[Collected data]
BEGIN

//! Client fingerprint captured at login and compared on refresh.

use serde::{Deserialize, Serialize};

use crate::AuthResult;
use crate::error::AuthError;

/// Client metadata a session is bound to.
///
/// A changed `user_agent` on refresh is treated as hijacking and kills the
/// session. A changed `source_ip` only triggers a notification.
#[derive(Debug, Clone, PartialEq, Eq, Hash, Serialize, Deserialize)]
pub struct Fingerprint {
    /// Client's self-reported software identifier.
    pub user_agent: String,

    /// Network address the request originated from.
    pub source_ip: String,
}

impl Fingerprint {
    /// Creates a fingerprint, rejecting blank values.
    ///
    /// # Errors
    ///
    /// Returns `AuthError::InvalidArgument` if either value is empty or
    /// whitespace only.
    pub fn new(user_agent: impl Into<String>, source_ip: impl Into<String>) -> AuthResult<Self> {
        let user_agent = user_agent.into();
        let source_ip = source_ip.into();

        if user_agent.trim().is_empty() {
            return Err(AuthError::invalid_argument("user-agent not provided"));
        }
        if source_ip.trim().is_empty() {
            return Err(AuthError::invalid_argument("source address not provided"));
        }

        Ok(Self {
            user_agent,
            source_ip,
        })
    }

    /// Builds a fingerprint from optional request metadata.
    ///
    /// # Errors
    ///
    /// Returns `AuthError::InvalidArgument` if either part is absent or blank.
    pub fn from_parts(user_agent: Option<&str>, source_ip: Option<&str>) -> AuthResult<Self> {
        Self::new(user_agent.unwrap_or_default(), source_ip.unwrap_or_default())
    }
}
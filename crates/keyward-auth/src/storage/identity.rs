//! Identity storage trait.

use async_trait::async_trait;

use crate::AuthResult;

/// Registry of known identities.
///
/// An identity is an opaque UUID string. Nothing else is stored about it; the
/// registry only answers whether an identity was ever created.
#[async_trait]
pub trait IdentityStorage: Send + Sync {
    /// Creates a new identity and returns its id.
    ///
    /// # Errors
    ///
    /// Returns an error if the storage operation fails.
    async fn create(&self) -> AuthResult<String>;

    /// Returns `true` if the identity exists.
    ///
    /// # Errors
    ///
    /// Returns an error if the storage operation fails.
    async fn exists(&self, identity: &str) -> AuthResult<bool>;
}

END

▸ **What you have to do**
Check every line of the records above for the string "Serialize". Copy those that hold it.

▸ **Solution**
use serde::{Deserialize, Serialize};
#[derive(Debug, Clone, PartialEq, Eq, Hash, Serialize, Deserialize)]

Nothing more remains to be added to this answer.